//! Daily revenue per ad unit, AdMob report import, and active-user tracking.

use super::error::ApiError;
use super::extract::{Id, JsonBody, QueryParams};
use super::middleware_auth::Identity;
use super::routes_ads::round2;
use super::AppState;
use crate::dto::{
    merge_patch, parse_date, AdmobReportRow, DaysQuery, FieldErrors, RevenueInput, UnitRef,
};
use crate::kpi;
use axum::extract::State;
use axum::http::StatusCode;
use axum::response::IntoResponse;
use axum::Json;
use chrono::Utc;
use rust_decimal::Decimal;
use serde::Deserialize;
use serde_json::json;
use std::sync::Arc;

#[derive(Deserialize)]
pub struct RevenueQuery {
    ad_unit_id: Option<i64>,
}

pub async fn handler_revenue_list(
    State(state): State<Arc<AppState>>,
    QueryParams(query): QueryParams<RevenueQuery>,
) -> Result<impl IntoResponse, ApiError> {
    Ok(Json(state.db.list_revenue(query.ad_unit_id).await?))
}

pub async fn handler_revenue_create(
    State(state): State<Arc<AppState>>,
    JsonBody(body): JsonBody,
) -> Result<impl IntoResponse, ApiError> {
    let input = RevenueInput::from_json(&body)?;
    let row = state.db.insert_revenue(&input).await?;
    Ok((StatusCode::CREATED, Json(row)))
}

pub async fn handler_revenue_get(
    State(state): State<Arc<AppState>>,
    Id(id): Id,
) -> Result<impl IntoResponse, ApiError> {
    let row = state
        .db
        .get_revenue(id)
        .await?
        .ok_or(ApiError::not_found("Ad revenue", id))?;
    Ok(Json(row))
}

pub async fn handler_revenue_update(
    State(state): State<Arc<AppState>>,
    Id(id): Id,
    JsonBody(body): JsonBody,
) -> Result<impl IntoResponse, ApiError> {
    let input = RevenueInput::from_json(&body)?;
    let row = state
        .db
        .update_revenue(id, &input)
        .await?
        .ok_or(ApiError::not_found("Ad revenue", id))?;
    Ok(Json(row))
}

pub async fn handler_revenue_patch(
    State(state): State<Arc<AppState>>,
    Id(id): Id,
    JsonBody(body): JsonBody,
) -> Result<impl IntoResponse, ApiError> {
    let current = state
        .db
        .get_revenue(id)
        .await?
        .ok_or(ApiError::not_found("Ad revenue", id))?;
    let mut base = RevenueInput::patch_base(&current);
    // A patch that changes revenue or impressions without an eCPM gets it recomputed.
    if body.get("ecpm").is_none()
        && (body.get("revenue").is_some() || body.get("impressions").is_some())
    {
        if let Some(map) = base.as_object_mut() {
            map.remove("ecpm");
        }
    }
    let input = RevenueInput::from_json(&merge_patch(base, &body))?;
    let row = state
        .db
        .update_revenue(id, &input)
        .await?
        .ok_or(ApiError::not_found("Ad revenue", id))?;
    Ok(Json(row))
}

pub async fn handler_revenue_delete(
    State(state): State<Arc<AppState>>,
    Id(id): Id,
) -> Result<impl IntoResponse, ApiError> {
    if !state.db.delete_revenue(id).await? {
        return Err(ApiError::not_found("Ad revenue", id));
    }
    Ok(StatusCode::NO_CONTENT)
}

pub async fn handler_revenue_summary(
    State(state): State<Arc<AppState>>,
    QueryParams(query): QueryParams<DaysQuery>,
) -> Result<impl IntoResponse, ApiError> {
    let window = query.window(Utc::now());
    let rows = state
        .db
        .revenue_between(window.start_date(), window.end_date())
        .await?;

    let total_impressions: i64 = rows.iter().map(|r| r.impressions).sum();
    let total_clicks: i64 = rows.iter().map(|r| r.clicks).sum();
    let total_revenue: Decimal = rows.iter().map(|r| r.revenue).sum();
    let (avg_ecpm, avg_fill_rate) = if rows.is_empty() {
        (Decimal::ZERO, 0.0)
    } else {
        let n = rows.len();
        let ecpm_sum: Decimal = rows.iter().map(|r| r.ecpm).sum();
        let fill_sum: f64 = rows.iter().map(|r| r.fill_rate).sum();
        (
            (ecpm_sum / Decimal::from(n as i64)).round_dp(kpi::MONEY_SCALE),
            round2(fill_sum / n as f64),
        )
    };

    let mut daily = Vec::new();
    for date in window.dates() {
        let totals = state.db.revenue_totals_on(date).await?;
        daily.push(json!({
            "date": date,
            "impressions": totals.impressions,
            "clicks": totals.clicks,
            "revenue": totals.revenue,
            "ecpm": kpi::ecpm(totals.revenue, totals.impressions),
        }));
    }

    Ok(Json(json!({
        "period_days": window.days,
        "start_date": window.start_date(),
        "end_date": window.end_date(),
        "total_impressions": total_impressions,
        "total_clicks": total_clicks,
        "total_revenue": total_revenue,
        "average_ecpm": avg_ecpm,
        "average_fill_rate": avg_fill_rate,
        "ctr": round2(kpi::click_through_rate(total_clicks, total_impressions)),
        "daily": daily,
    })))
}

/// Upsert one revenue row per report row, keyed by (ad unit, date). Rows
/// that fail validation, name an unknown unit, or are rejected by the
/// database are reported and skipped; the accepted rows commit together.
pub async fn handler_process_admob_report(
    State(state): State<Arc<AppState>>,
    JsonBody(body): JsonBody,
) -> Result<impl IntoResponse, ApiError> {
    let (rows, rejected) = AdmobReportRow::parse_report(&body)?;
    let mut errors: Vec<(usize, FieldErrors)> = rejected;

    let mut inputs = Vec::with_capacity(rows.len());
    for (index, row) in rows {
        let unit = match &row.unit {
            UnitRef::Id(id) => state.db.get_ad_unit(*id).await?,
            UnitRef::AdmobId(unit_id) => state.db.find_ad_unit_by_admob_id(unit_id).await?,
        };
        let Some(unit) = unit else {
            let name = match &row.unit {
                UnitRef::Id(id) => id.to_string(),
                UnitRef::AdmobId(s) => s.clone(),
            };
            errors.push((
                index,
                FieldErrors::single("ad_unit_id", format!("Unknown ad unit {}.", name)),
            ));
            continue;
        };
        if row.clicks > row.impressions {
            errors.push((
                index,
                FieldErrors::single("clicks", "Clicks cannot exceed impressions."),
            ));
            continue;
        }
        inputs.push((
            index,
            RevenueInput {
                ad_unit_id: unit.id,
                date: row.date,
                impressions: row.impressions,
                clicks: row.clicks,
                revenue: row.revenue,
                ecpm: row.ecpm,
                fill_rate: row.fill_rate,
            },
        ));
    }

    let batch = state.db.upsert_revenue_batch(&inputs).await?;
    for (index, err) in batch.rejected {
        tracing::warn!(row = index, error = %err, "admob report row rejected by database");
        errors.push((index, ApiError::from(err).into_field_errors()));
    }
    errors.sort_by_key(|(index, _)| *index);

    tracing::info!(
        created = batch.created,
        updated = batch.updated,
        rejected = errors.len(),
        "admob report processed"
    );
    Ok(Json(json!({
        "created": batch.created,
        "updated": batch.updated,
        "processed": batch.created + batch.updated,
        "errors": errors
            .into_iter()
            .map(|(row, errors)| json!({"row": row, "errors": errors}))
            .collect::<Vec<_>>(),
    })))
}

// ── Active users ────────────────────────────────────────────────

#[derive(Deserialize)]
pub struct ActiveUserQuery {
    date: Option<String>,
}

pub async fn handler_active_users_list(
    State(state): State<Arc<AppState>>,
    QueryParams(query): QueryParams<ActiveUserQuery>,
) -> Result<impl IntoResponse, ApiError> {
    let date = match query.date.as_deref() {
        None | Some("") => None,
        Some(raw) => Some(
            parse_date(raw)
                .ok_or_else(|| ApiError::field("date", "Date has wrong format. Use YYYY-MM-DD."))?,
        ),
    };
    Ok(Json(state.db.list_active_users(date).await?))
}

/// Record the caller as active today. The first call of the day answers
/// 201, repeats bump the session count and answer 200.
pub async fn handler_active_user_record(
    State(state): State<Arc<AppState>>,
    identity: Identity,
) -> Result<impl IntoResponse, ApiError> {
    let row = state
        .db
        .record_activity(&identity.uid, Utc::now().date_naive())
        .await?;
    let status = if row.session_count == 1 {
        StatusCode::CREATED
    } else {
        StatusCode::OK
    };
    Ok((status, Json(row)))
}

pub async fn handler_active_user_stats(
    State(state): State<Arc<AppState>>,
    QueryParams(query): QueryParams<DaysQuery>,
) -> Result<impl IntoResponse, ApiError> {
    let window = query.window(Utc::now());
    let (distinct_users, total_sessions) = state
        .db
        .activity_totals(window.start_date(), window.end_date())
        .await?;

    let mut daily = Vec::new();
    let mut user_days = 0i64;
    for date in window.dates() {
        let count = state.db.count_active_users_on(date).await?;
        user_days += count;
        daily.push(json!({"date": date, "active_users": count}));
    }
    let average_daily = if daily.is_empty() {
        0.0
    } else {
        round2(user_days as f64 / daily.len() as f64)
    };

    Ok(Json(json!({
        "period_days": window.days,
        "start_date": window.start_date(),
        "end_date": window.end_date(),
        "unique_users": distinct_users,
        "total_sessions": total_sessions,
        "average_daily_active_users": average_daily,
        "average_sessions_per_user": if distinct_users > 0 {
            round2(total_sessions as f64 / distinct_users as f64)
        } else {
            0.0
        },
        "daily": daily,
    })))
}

#####

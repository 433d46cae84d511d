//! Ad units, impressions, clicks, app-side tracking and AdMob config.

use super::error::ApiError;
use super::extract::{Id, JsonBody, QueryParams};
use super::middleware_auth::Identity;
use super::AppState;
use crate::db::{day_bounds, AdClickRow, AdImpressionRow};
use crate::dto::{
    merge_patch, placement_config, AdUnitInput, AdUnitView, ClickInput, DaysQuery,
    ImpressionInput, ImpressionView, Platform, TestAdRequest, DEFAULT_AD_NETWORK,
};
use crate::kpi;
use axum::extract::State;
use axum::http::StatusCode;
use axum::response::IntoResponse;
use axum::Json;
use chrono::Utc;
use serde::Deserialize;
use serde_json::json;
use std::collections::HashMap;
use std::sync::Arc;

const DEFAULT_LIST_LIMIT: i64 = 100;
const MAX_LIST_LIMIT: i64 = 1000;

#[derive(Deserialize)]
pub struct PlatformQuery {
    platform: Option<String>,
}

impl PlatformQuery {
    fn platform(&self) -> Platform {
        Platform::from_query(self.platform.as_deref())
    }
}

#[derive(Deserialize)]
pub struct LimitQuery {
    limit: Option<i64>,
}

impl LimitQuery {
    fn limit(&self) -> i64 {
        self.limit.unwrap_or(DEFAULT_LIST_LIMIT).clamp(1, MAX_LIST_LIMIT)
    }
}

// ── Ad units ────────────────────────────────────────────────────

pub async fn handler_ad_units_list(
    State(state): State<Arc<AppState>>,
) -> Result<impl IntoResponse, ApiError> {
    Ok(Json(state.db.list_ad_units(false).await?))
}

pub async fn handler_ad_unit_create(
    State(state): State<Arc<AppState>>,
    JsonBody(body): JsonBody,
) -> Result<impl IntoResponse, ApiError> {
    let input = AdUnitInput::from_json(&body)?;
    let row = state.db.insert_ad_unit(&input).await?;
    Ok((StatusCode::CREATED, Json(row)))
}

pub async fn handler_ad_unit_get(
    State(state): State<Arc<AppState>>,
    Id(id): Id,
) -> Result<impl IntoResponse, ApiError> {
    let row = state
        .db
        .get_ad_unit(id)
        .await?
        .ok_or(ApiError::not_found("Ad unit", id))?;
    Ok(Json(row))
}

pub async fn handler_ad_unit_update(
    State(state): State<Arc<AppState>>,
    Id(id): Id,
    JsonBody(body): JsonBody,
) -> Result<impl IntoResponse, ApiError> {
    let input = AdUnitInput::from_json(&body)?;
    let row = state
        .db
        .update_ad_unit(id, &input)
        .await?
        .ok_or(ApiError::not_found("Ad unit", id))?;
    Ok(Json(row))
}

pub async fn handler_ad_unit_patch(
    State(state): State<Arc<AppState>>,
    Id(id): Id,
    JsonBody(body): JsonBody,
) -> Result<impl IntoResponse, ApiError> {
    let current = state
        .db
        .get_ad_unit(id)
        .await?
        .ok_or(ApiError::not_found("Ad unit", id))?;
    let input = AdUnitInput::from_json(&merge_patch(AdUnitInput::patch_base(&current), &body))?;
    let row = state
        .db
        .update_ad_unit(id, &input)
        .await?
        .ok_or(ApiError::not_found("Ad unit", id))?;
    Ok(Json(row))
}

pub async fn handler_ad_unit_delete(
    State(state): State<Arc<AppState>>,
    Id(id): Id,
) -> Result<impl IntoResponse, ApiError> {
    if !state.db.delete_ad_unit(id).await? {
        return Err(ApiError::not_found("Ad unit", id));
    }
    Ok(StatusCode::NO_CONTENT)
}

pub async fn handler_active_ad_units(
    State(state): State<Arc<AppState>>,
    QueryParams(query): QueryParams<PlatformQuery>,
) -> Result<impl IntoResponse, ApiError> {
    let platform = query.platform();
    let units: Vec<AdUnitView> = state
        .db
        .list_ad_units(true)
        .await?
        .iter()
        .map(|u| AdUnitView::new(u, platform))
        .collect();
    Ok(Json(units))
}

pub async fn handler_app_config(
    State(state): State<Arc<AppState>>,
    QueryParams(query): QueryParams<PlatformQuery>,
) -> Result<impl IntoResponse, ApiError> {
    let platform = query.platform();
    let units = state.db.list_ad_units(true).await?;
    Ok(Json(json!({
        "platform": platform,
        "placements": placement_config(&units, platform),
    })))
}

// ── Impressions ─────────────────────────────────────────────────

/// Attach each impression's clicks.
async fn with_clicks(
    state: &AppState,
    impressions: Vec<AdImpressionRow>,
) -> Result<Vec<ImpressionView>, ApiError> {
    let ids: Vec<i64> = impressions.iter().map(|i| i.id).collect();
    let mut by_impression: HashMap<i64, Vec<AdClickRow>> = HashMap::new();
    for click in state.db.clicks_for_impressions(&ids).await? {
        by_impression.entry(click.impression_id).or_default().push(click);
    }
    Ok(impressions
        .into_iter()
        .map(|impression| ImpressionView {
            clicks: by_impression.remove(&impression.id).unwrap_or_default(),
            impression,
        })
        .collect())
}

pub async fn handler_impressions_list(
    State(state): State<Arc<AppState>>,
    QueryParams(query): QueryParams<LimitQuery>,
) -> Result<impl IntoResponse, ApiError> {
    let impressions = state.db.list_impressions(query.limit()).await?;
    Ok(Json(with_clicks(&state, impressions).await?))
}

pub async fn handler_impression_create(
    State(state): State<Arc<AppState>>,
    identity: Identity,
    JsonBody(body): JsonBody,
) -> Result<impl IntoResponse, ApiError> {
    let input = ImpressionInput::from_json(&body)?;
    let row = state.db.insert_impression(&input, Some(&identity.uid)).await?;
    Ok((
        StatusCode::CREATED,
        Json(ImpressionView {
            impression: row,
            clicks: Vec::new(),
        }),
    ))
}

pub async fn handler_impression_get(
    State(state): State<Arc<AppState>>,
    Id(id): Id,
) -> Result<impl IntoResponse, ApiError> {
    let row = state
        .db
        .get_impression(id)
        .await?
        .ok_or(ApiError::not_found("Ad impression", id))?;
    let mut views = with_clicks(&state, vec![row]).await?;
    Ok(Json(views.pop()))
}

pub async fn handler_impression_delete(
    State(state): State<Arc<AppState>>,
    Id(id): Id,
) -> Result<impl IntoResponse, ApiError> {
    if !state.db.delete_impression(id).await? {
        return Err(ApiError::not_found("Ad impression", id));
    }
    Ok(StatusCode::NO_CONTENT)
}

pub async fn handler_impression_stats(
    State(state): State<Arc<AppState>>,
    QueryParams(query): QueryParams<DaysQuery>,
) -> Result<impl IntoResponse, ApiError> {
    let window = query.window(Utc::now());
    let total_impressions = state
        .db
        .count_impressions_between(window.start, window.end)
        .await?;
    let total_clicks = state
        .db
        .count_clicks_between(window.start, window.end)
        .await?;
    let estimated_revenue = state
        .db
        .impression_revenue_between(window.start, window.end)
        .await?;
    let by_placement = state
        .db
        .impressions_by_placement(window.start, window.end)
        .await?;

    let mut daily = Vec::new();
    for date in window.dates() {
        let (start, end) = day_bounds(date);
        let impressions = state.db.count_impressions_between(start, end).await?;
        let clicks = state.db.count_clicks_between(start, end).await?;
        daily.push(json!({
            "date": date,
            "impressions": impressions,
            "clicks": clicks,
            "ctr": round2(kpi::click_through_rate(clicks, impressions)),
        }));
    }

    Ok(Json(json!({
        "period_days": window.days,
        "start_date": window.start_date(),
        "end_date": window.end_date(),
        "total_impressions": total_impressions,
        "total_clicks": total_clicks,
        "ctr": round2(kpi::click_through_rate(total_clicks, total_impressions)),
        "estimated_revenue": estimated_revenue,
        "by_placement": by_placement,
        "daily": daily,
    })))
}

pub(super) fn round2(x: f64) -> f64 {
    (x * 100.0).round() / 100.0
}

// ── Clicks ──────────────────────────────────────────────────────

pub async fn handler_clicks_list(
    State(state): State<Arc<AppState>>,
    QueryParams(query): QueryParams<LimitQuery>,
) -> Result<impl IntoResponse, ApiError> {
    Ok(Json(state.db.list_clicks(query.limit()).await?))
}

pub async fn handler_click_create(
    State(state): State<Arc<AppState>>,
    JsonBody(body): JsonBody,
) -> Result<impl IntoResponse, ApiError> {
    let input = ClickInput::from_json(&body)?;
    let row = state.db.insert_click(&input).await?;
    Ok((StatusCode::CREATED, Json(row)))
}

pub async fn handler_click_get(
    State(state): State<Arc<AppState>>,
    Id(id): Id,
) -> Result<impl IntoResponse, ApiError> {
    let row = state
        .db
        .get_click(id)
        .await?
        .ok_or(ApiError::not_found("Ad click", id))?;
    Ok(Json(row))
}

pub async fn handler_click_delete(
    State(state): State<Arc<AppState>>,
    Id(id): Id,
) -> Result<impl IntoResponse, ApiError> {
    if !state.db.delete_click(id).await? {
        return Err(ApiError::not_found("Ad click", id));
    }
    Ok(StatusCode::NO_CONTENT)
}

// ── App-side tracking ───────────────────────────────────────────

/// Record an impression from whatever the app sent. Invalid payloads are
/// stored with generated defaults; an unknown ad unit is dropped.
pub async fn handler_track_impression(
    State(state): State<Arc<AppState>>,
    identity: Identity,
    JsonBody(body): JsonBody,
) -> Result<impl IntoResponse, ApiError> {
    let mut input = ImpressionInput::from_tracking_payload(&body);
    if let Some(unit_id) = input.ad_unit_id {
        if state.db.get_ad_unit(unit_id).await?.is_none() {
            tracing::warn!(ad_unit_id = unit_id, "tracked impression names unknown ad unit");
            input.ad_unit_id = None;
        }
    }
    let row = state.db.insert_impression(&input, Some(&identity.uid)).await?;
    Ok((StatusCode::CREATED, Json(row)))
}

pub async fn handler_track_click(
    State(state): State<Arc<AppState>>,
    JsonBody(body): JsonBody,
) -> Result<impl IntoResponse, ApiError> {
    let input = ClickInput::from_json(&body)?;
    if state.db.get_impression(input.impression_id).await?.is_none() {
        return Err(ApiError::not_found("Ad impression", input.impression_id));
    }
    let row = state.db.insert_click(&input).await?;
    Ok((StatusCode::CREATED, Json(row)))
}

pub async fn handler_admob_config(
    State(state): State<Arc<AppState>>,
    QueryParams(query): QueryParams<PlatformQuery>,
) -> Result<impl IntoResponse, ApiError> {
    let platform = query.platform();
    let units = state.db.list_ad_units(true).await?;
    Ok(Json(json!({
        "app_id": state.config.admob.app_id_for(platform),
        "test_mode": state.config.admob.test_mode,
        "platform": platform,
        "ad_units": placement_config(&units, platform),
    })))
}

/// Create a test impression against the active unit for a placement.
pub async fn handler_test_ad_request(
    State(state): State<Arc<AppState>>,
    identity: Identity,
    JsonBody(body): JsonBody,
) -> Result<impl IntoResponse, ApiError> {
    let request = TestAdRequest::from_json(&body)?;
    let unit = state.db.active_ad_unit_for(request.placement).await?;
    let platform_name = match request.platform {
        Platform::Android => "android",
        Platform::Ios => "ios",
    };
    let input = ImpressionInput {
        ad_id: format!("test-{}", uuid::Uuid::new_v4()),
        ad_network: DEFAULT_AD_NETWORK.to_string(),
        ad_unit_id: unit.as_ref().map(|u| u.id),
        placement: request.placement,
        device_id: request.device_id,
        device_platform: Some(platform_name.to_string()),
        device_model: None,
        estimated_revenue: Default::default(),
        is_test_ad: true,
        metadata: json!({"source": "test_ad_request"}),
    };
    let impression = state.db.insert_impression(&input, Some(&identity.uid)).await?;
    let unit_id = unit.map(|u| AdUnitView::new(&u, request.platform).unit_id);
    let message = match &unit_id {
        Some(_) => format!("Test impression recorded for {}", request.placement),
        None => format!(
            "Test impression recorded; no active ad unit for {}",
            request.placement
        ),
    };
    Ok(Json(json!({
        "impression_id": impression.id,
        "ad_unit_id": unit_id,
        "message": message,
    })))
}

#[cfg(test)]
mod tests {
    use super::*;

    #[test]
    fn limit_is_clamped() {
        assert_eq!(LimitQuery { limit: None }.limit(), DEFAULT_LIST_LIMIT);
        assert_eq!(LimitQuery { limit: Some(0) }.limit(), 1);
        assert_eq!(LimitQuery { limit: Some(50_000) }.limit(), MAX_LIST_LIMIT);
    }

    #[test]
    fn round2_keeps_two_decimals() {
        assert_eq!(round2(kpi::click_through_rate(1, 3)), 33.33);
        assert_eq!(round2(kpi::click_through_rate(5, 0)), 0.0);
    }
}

#####

◆ **Exercise details**: Pull every line containing the word "single" out of the entries above.

◆ **Result for this task**:
                FieldErrors::single("ad_unit_id", format!("Unknown ad unit {}.", name)),
                FieldErrors::single("clicks", "Clicks cannot exceed impressions."),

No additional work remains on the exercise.